One reason I love my part of Northern California (and envy New Englanders) is that the weather plays tricks on the forecasters. Mother and Father Nature send along surprises for us several times a month. We’ll get rain when the sky was clear a minute ago. Big winds arrive high up in the treetops, when the lower limbs don’t even know it yet. Fog rolls in and out, but not always on the schedule we expect. I’m disappointed when the fog fails to appear. Like the redwood trees in the back yard, I rely on absorbing fog through my pores.
I like being surprised by the weather. Keeping the family’s weather-watching tradition alive (my brother does this too) the first thing I do when the day arrives is go see what the weather is like outside, and I do it again before sleeping.
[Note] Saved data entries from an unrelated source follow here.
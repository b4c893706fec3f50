// SPDX-License-Identifier: GPL-3.0-only

//! Partition data model

use std::fmt;
use std::path::PathBuf;
use std::sync::{Arc, OnceLock};

use serde::{Deserialize, Serialize};

/// Label of the EFI/boot partition written by the installer.
pub const EFI_LABEL: &str = "EFI";
/// Label of the data (persistence) partition; live-boot looks for it.
pub const DATA_LABEL: &str = "persistence";
/// Label of the system partition holding the squashfs images.
pub const SYSTEM_LABEL: &str = "system";

/// Role a partition plays in a provisioned live system.
#[derive(Debug, Clone, Copy, PartialEq, Eq, Hash, Serialize, Deserialize)]
#[serde(rename_all = "snake_case")]
pub enum PartitionRole {
    Efi,
    Exchange,
    Data,
    System,
    Other,
}

impl PartitionRole {
    /// Derive the role from filesystem label and type.
    pub fn classify(label: &str, fs_type: &str) -> Self {
        let label = label.trim();
        if label.eq_ignore_ascii_case(EFI_LABEL) || label.eq_ignore_ascii_case("boot") {
            return PartitionRole::Efi;
        }
        if label == DATA_LABEL {
            return PartitionRole::Data;
        }
        if label == SYSTEM_LABEL {
            return PartitionRole::System;
        }
        match fs_type {
            "vfat" | "exfat" | "ntfs" => PartitionRole::Exchange,
            // an encrypted container only exposes its label once opened
            "crypto_LUKS" => PartitionRole::Data,
            _ => PartitionRole::Other,
        }
    }
}

impl fmt::Display for PartitionRole {
    fn fmt(&self, f: &mut fmt::Formatter<'_>) -> fmt::Result {
        let name = match self {
            PartitionRole::Efi => "EFI",
            PartitionRole::Exchange => "exchange",
            PartitionRole::Data => "data",
            PartitionRole::System => "system",
            PartitionRole::Other => "other",
        };
        f.write_str(name)
    }
}

/// A partition of a [`crate::StorageDevice`].
#[derive(Debug, Clone, Serialize, Deserialize)]
pub struct Partition {
    /// Parent device name (e.g., "sdb")
    pub device: String,

    /// Partition number (1-based)
    pub number: u32,

    /// Kernel name of the partition (e.g., "sdb1", "nvme0n1p1")
    pub device_and_number: String,

    /// Byte offset from the start of the device
    pub offset: u64,

    /// Size in bytes
    pub size: u64,

    /// Filesystem type as reported by blkid ("vfat", "ext4", "crypto_LUKS", ...)
    pub id_type: String,

    /// Filesystem label
    pub id_label: String,

    pub role: PartitionRole,

    /// Where the partition is currently mounted, if anywhere
    pub mount_point: Option<PathBuf>,

    /// Used bytes, measured at most once per probe and shared by every clone
    #[serde(skip)]
    used_space: Arc<OnceLock<u64>>,
}

impl Partition {
    pub fn new(
        device: impl Into<String>,
        number: u32,
        device_and_number: impl Into<String>,
        offset: u64,
        size: u64,
        id_type: impl Into<String>,
        id_label: impl Into<String>,
    ) -> Self {
        let id_type = id_type.into();
        let id_label = id_label.into();
        Self {
            device: device.into(),
            number,
            device_and_number: device_and_number.into(),
            offset,
            size,
            role: PartitionRole::classify(&id_label, &id_type),
            id_type,
            id_label,
            mount_point: None,
            used_space: Arc::new(OnceLock::new()),
        }
    }

    /// Full device path, e.g. "/dev/sdb1"
    pub fn path(&self) -> String {
        format!("/dev/{}", self.device_and_number)
    }

    pub fn is_encrypted(&self) -> bool {
        self.id_type == "crypto_LUKS"
    }

    /// Cached used space, if it was measured already.
    pub fn used_space(&self) -> Option<u64> {
        self.used_space.get().copied()
    }

    /// Store a measured used-space figure. The first measurement wins.
    pub fn cache_used_space(&self, used: u64) -> u64 {
        *self.used_space.get_or_init(|| used)
    }
}
// SPDX-License-Identifier: GPL-3.0-only

//! Provisioning orchestration for live system media
//!
//! The core keeps one device list per operation mode up to date while
//! devices come and go, and runs install, upgrade and reset batches over the
//! selected devices:
//!
//! - [`hotplug`] classifies monitor events and hands them to the [`prober`]
//! - the [`prober`] resolves devices and lists them in the mode's
//!   [`registry`]
//! - the orchestrators ([`installer`], [`upgrader`], [`resetter`]) validate a
//!   selection and run it through [`batch::run_batch`]
//! - [`task`] runs an orchestrator in the background and publishes progress
//!
//! Registry mutation and whole batches are serialized per mode by the
//! [`coordinator`]. Everything touching the host goes through the
//! [`livecopy_contracts::SystemTools`] and
//! [`livecopy_contracts::DeviceResolver`] seams.

pub mod batch;
pub mod coordinator;
pub mod data_partition;
pub mod documents;
pub mod error;
pub mod fs_tasks;
pub mod hotplug;
pub mod installer;
pub mod ledger;
pub mod mount_stack;
pub mod prober;
pub mod registry;
pub mod resetter;
pub mod session;
pub mod source;
pub mod task;
pub mod transfer;
pub mod upgrader;
pub mod workflow;

pub use batch::{BatchContext, BatchControl, BatchOutcome, DeviceWorkflow, run_batch};
pub use coordinator::{ModeGuard, OperationCoordinator};
pub use error::{DocumentError, LiveCopyError, Result, ValidationError};
pub use hotplug::{EventGrammar, HotplugEvent, HotplugMonitor};
pub use installer::Installer;
pub use ledger::ResultsLedger;
pub use mount_stack::MountStack;
pub use prober::ProbeOutcome;
pub use registry::DeviceRegistry;
pub use resetter::Resetter;
pub use session::{Session, SessionConfig};
pub use source::SystemSource;
pub use task::{ChannelReporter, DocumentSelector, Operation, OperationHandle};
pub use upgrader::Upgrader;
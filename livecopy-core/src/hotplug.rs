// SPDX-License-Identifier: GPL-3.0-only

//! Hotplug event classification and dispatch
//!
//! The monitor reads the line-oriented output of a udisks monitor process.
//! Two output grammars exist; the one matching the installed monitor is
//! chosen once at startup.

use std::sync::{Arc, LazyLock};

use regex::Regex;
use tokio::io::{AsyncBufRead, AsyncBufReadExt};
use tokio::task::JoinSet;
use tracing::{debug, info, warn};

use livecopy_contracts::ProgressReporter;
use livecopy_sys::MonitorKind;

use crate::error::{LiveCopyError, Result};
use crate::prober;
use crate::session::Session;

static UDISKS2_ADDED: LazyLock<Option<Regex>> = LazyLock::new(|| {
    Regex::new(r"^.*: Added (/org/freedesktop/UDisks2/block_devices/\S+)").ok()
});

static UDISKS2_REMOVED: LazyLock<Option<Regex>> = LazyLock::new(|| {
    Regex::new(r"^.*: Removed (/org/freedesktop/UDisks2/block_devices/\S+)").ok()
});

static PARTITION_NAME: LazyLock<Option<Regex>> = LazyLock::new(|| {
    Regex::new(r"^(?:[shvx]+d[a-z]+\d+|(?:nvme\d+n\d+|mmcblk\d+|md\d+|loop\d+)p\d+)$").ok()
});

#[derive(Debug, Clone, PartialEq, Eq)]
pub enum HotplugEvent {
    Added(String),
    Removed(String),
    Ignored,
}

#[derive(Debug, Clone, Copy, PartialEq, Eq)]
pub enum EventGrammar {
    /// `added: <path>` / `removed: <path>`
    Legacy,
    /// `<timestamp>: Added <object path>` / `<timestamp>: Removed <object path>`
    Udisks2,
}

impl EventGrammar {
    pub fn for_monitor(kind: MonitorKind) -> Self {
        match kind {
            MonitorKind::Udisks2 => EventGrammar::Udisks2,
            MonitorKind::Legacy => EventGrammar::Legacy,
        }
    }

    /// Classify one monitor line. Events for partitions are ignored.
    pub fn classify(&self, line: &str) -> HotplugEvent {
        let event = match self {
            EventGrammar::Legacy => classify_legacy(line.trim()),
            EventGrammar::Udisks2 => classify_udisks2(line),
        };
        match &event {
            HotplugEvent::Added(path) | HotplugEvent::Removed(path)
                if is_partition_name(device_name(path)) =>
            {
                HotplugEvent::Ignored
            }
            _ => event,
        }
    }
}

fn classify_legacy(line: &str) -> HotplugEvent {
    let path = |rest: &str| rest.trim().to_string();
    if let Some(rest) = line.strip_prefix("added:") {
        HotplugEvent::Added(path(rest))
    } else if let Some(rest) = line.strip_prefix("removed:") {
        HotplugEvent::Removed(path(rest))
    } else {
        HotplugEvent::Ignored
    }
}

fn capture(regex: &LazyLock<Option<Regex>>, line: &str) -> Option<String> {
    regex
        .as_ref()?
        .captures(line)?
        .get(1)
        .map(|path| path.as_str().to_string())
}

fn classify_udisks2(line: &str) -> HotplugEvent {
    if let Some(path) = capture(&UDISKS2_ADDED, line) {
        HotplugEvent::Added(path)
    } else if let Some(path) = capture(&UDISKS2_REMOVED, line) {
        HotplugEvent::Removed(path)
    } else {
        HotplugEvent::Ignored
    }
}

/// Bare device name of an event path (last path component).
pub fn device_name(path: &str) -> &str {
    path.trim_end_matches('/').rsplit('/').next().unwrap_or(path)
}

/// Whether a kernel block device name names a partition (sdb1, nvme0n1p2).
pub fn is_partition_name(name: &str) -> bool {
    PARTITION_NAME
        .as_ref()
        .is_some_and(|regex| regex.is_match(name))
}

/// Dispatches hotplug events to probers and removal tasks of the active mode.
pub struct HotplugMonitor {
    session: Arc<Session>,
    grammar: EventGrammar,
    listener: Arc<dyn ProgressReporter>,
}

impl HotplugMonitor {
    pub fn new(
        session: Arc<Session>,
        grammar: EventGrammar,
        listener: Arc<dyn ProgressReporter>,
    ) -> Self {
        Self {
            session,
            grammar,
            listener,
        }
    }

    fn dispatch(&self, event: HotplugEvent, tasks: &mut JoinSet<()>) {
        let Some(mode) = self.session.coordinator.active_mode() else {
            debug!(?event, "no active mode, event ignored");
            return;
        };
        let session = self.session.clone();
        match event {
            HotplugEvent::Added(path) => {
                let listener = self.listener.clone();
                tasks.spawn(async move {
                    match prober::probe(&session, &path, mode, listener.as_ref()).await {
                        Ok(outcome) => debug!(%path, ?outcome, "probe finished"),
                        Err(error) => warn!(%path, %error, "probe failed"),
                    }
                });
            }
            HotplugEvent::Removed(path) => {
                tasks.spawn(async move {
                    if let Err(error) = prober::remove(&session, &path, mode).await {
                        warn!(%path, %error, "removal failed");
                    }
                });
            }
            HotplugEvent::Ignored => {}
        }
    }

    /// Read events until the stream ends, then wait for the probers and
    /// removals it started.
    pub async fn run<R>(&self, reader: R) -> Result<()>
    where
        R: AsyncBufRead + Unpin,
    {
        info!(grammar = ?self.grammar, "hotplug monitor running");
        let mut lines = reader.lines();
        let mut tasks = JoinSet::new();

        while let Some(line) = lines
            .next_line()
            .await
            .map_err(|error| LiveCopyError::io("reading hotplug events", error))?
        {
            let event = self.grammar.classify(&line);
            if event != HotplugEvent::Ignored {
                debug!(?event, "hotplug event");
                self.dispatch(event, &mut tasks);
            }
            while tasks.try_join_next().is_some() {}
        }

        while tasks.join_next().await.is_some() {}
        info!("hotplug event stream ended");
        Ok(())
    }
}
It seems I’ve been making my own notations out loud to no one in particular, without realizing it. (Another definition of “coot” might be “predictable.”)
I haven’t been a grandmother all that long and sometimes I forget a small person is nearby. They’re always listening, aren’t they? One recent morning while I was visiting at her house, I opened the drapes and stood there for a minute with my coffee cup. From the little girl who’d snuck up behind me I heard,
“Hammy, you forgot to say ‘It’s a beautiful day.'”
Generations of weather-watchers later, we’ve added one more.
Ó Anita Garner
Bless you! That was sublime affirmation for those of us proud to carry the hard-won title: “Coot.” (I consider any adjective affixed to it, such as “old” to be superfluous.)
Fifty years ago I stood on a rocky patch of hard pan in Rock Springs, Wyoming, when I was no taller than my grandpa’s waist. He looked up into a hot, clear sky — there wasn’t a cloud to be seen anywhere in that vast horizion — and told my grandma she shouldn’t leave the laundry on the line because it was going to rain.
The next morning I had to play in the house all day.
I love your stories. So – here you are descended from a respectable line of good ol weather-watching coots, and you end up on the radio in Los Angeles, telling people – what? That it’s about to be the same as it was yesterday? Can you sneak some false predictions into your early morning newscasts? Nah, I guess not. Listeners tend to expect the truth from their newsmen. Dang.